9. Newsflash: Brinker’s Meal and Rest Periods Case Review.

On November 11, 2011, the California Supreme Court heard the long-awaited Brinker matter that has kept plaintiff and defense labor law attorneys on pins and needles. Briefly, the case raises the question of whether an employer is required to “monitor” the workplace to ensure that meal and rest periods are taken. Interestingly, the Court’s investigation into whether employees maintain more control over their workday when they decide to work alone during lunches or meal periods could indicate that the Court is unwilling to accept that employers have a duty to compel employees. employees to take their lunches and meal periods. . In other words, the suggestion that an employer should force an employee to go out and have lunch, so that they are not subject to penalties and fines, undermines workers’ control over their workday. The Court is not expected to publish its decision until February 2012. This decision is definitely one to consider.

10. Updated the IT Employee Exemption.

Bipartisan legislation introduced in the United States Senate in November could update the Fair Labor Standards Act (FLSA) treatment of computer employee exemptions. Section 13 (a) (17) of the FLSA establishes minimum wage and overtime exemptions for computer systems analysts, computer programmers, software engineers, or other workers with similar skills, provided that specific job duties and compensation for these employees meet certain requirements. Specifically, to qualify for a computer employee exemption under current law, the employee’s “primary duty” must consist of:

  • The application of systems analysis techniques and procedures, including consultation with users, to determine hardware, software or system functional specifications;

  • The design, development, documentation, analysis, creation, testing or modification of computer systems or programs, including prototypes, based on and related to the user or system design specifications;

  • The design, documentation, testing, creation or modification of computer programs related to the operating systems of the machines; gold

  • A combination of the aforementioned duties, the performance of which requires the same level of skills.

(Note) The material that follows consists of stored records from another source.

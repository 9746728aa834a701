//! Terminal cell geometry for document lines.
//!
//! Document columns count `char`s; the terminal counts cells. Widths follow UAX #11 via
//! `unicode-width`, and `'\t'` advances to the next tab stop.

use unicode_width::UnicodeWidthChar;

/// Cell width of a non-tab character. Zero-width and control characters take one cell so the
/// cursor never overlaps them.
pub fn char_width(ch: char) -> usize {
    match UnicodeWidthChar::width(ch) {
        Some(0) | None => 1,
        Some(width) => width,
    }
}

/// Width of `ch` when it starts at cell `cell_offset` of its line.
pub fn cell_width_at(ch: char, cell_offset: usize, tab_width: usize) -> usize {
    if ch == '\t' {
        let tab_width = tab_width.max(1);
        tab_width - cell_offset % tab_width
    } else {
        char_width(ch)
    }
}

/// Cell offset of `column` within `line`.
pub fn visual_x_for_column(line: &str, column: usize, tab_width: usize) -> usize {
    let mut x = 0usize;
    for ch in line.chars().take(column) {
        x = x.saturating_add(cell_width_at(ch, x, tab_width));
    }
    x
}

/// Gutter width for `line_count` lines: at least three digits plus a separating space.
pub fn gutter_width(line_count: usize) -> usize {
    line_count.to_string().len().max(3) + 1
}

In practice, the IT employee exemption does not reflect developments in IT and IT occupations. To remedy the coverage gap, new legislation has been introduced so that any employee who works in a computer science or information technology occupation (including but not limited to work related to computers, information systems, components, networks or sites web) as an analyst, programmer, and the guy would be considered exempt as long as he earns $ 27.63 per hour. This bill is also one to watch for approval.